Transform Current GLM Data Matrix...

This option will modify the spectra in the data matrix per any user defined transform you wish to apply. To create a transformed data matrix, you must first specify the X and Y columns for the new data matrix:

The spectral data in the X columns are changed by the transform. All rows, all spectra, are processed.

The Y columns containing the dependent or reference variables in the data matrix are copied unchanged to the new matrix in this procedure. They cannot be modified using this procedure.

Once this is done, you will see the program's Transform Data dialog.

This is the Transform Data procedure in the main peak fit transform, except that here it is applied to the spectra in the GLM data matrix in order to produce a new matrix. Only the Y formula field will be available.

For the formulas in this procedure, the X values are fixed, the wavelengths or wavenumbers that appear in the header of the data matrix file. The Y values are the values of the spectra at each wavelength or wavenumber, this for each of the X columns of wavelengths or wavenumbers specified. These spectral values are the Y values modified by the transform.

In most instances, you will probably use the Data Table Constants and Functions as in the following examples:

Y=(Y-YMEAN)/YSTD - converts each spectrum in the data matrix to a mean=0, standard deviation=1 normalization
Y=MINLINBL(x,y,1640,1680,1830,1870) - for each spectrum, finds the minimum between 1640 and 1680 on one side of the data, between 1830 and 1870 on the other, constructs a linear baseline between these points, and then subtracts this baseline from the data, zeroing all negative values.
Y=YVALSM(x,17) - each spectrum is processed through the Savitzky-Golay quartic smoothing procedure using a 17-point window (PeakLab's default smoothing algorithm)
Y=YVALD2(x,23) - each spectrum is processed through the Savitzky-Golay quartic D2 (second derivative) smoothing procedure using a 23-point window (PeakLab's default D2 algorithm)

A new transformed data matrix is written to the folder location of the imported file containing the original data matrix. It will have _transform appended to the file name. You should replace this with a description of the transform useful to you.

A transform can be quite simple and that which can be as easily done in modifying the data matrix in Excel. It can also be more complex as in the above examples. As a caution, be careful when modifying the data matrix. Direct spectral fits rely on spectral magnitudes. Any transform that alters the signal, such a normalizing all spectra to unit area, may destroy a portion of the deterministic information in the data.

Create a GLM Data Matrix with Custom Predictors...

This option allows you to create a data matrix with a custom set of predictors.

Here also you must first specify which columns are X and which are Y:

You will then see a dialog where you can enter your custom predictors:

This example produces a mixed set of center of mass and cumulative predictors and a few items that might possibly be useful for normalization. All apply only to the predictors, the X-variables in the GLM modeling.
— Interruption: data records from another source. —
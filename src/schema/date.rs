//! Date schema validation.
//!
//! [`DateSchema`] validates an optional calendar date: presence, and a
//! minimum age measured against the [`ValidationContext`]'s current date.

use chrono::{Datelike, NaiveDate};
use stillwater::Validation;

use crate::error::{FieldError, FieldErrors};
use crate::path::FieldPath;
use crate::validation::ValidationContext;

use super::traits::{into_validation, SchemaLike};

enum DateConstraint {
    Required { message: Option<String> },
    MinAge { years: i32, message: Option<String> },
}

/// A schema for validating `Option<NaiveDate>` fields.
///
/// # Example
///
/// ```rust
/// use chrono::NaiveDate;
/// use paperwork::{FieldPath, Schema, SchemaLike, ValidationContext};
///
/// let schema = Schema::date().required().min_age(18);
/// let ctx = ValidationContext::at(NaiveDate::from_ymd_opt(2024, 3, 1).unwrap());
/// let path = FieldPath::from_field("dateOfBirth");
///
/// assert!(schema.validate(&NaiveDate::from_ymd_opt(2006, 12, 31), &path, &ctx).is_success());
/// assert!(schema.validate(&NaiveDate::from_ymd_opt(2007, 1, 1), &path, &ctx).is_failure());
/// assert!(schema.validate(&None, &path, &ctx).is_failure());
/// ```
#[derive(Default)]
pub struct DateSchema {
    constraints: Vec<DateConstraint>,
}

impl DateSchema {
    pub fn new() -> Self {
        Self::default()
    }

    /// Requires a date to be present.
    pub fn required(mut self) -> Self {
        self.constraints
            .push(DateConstraint::Required { message: None });
        self
    }

    /// Requires the age, in whole calendar years, to be at least `years`.
    ///
    /// Age is today's year minus the birth year; month and day are ignored.
    /// A missing date is left to [`required`](Self::required).
    pub fn min_age(mut self, years: i32) -> Self {
        self.constraints
            .push(DateConstraint::MinAge { years, message: None });
        self
    }

    /// Sets a custom error message for the most recent constraint.
    pub fn error(mut self, message: impl Into<String>) -> Self {
        if let Some(last) = self.constraints.last_mut() {
            match last {
                DateConstraint::Required { message: m } => *m = Some(message.into()),
                DateConstraint::MinAge { message: m, .. } => *m = Some(message.into()),
            }
        }
        self
    }
}

/// Age in calendar years: the difference of the year components.
pub fn age_in_years(birth: NaiveDate, today: NaiveDate) -> i32 {
    today.year() - birth.year()
}

impl SchemaLike<Option<NaiveDate>> for DateSchema {
    fn validate(
        &self,
        value: &Option<NaiveDate>,
        path: &FieldPath,
        ctx: &ValidationContext,
    ) -> Validation<(), FieldErrors> {
        let errors = self
            .constraints
            .iter()
            .filter_map(|c| match (c, value) {
                (DateConstraint::Required { message }, None) => Some(
                    FieldError::new(
                        path.clone(),
                        message.clone().unwrap_or_else(|| "is required".to_string()),
                    )
                    .with_code("required")
                    .with_expected("date"),
                ),
                (DateConstraint::MinAge { years, message }, Some(date)) => {
                    let age = age_in_years(*date, ctx.today());
                    (age < *years).then(|| {
                        FieldError::new(
                            path.clone(),
                            message
                                .clone()
                                .unwrap_or_else(|| format!("must be at least {} years old", years)),
                        )
                        .with_code("min_age")
                        .with_expected(format!("age >= {}", years))
                        .with_got(age.to_string())
                    })
                }
                _ => None,
            })
            .collect();

        into_validation(errors)
    }
}

#[cfg(test)]
mod tests {
    use super::*;

    fn date(y: i32, m: u32, d: u32) -> NaiveDate {
        NaiveDate::from_ymd_opt(y, m, d).unwrap()
    }

    #[test]
    fn test_age_ignores_month_and_day() {
        let today = date(2024, 1, 1);
        assert_eq!(age_in_years(date(2006, 12, 31), today), 18);
        assert_eq!(age_in_years(date(2007, 1, 1), today), 17);
    }

    #[test]
    fn test_min_age_boundary() {
        let schema = DateSchema::new().min_age(18).error("You must be at least 18 years old");
        let ctx = ValidationContext::at(date(2024, 6, 15));
        let path = FieldPath::from_field("dateOfBirth");

        assert!(schema.validate(&Some(date(2006, 12, 31)), &path, &ctx).is_success());

        let errors = schema
            .validate(&Some(date(2007, 1, 1)), &path, &ctx)
            .into_result()
            .unwrap_err();
        assert_eq!(errors.len(), 1);
        assert_eq!(errors.first().code, "min_age");
        assert_eq!(errors.first().message, "You must be at least 18 years old");
        assert_eq!(errors.first().got.as_deref(), Some("17"));
    }

    #[test]
    fn test_missing_date_only_reports_required() {
        let schema = DateSchema::new().required().min_age(18);
        let ctx = ValidationContext::at(date(2024, 1, 1));
        let errors = schema
            .validate(&None, &FieldPath::root(), &ctx)
            .into_result()
            .unwrap_err();
        assert_eq!(errors.len(), 1);
        assert_eq!(errors.first().code, "required");
    }

    #[test]
    fn test_optional_date_without_required() {
        let schema = DateSchema::new().min_age(18);
        let ctx = ValidationContext::at(date(2024, 1, 1));
        assert!(schema.validate(&None, &FieldPath::root(), &ctx).is_success());
    }
}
Note that it is the spectral Y values that are being specified and computed (the spectral X values, the wavelengths or wave numbers, are not changed).

This is the same option available from right click menu item Export Data Property Computations in the main program window.

One new transformed data matrix is written to the folder location of the imported file containing the original data matrix. It will have _Predictors appended to the file name. You should replace this with a description of the predictor set. In all likelihood, you will need PeakLab to generate this matrix, depending on the complexity of the predictors.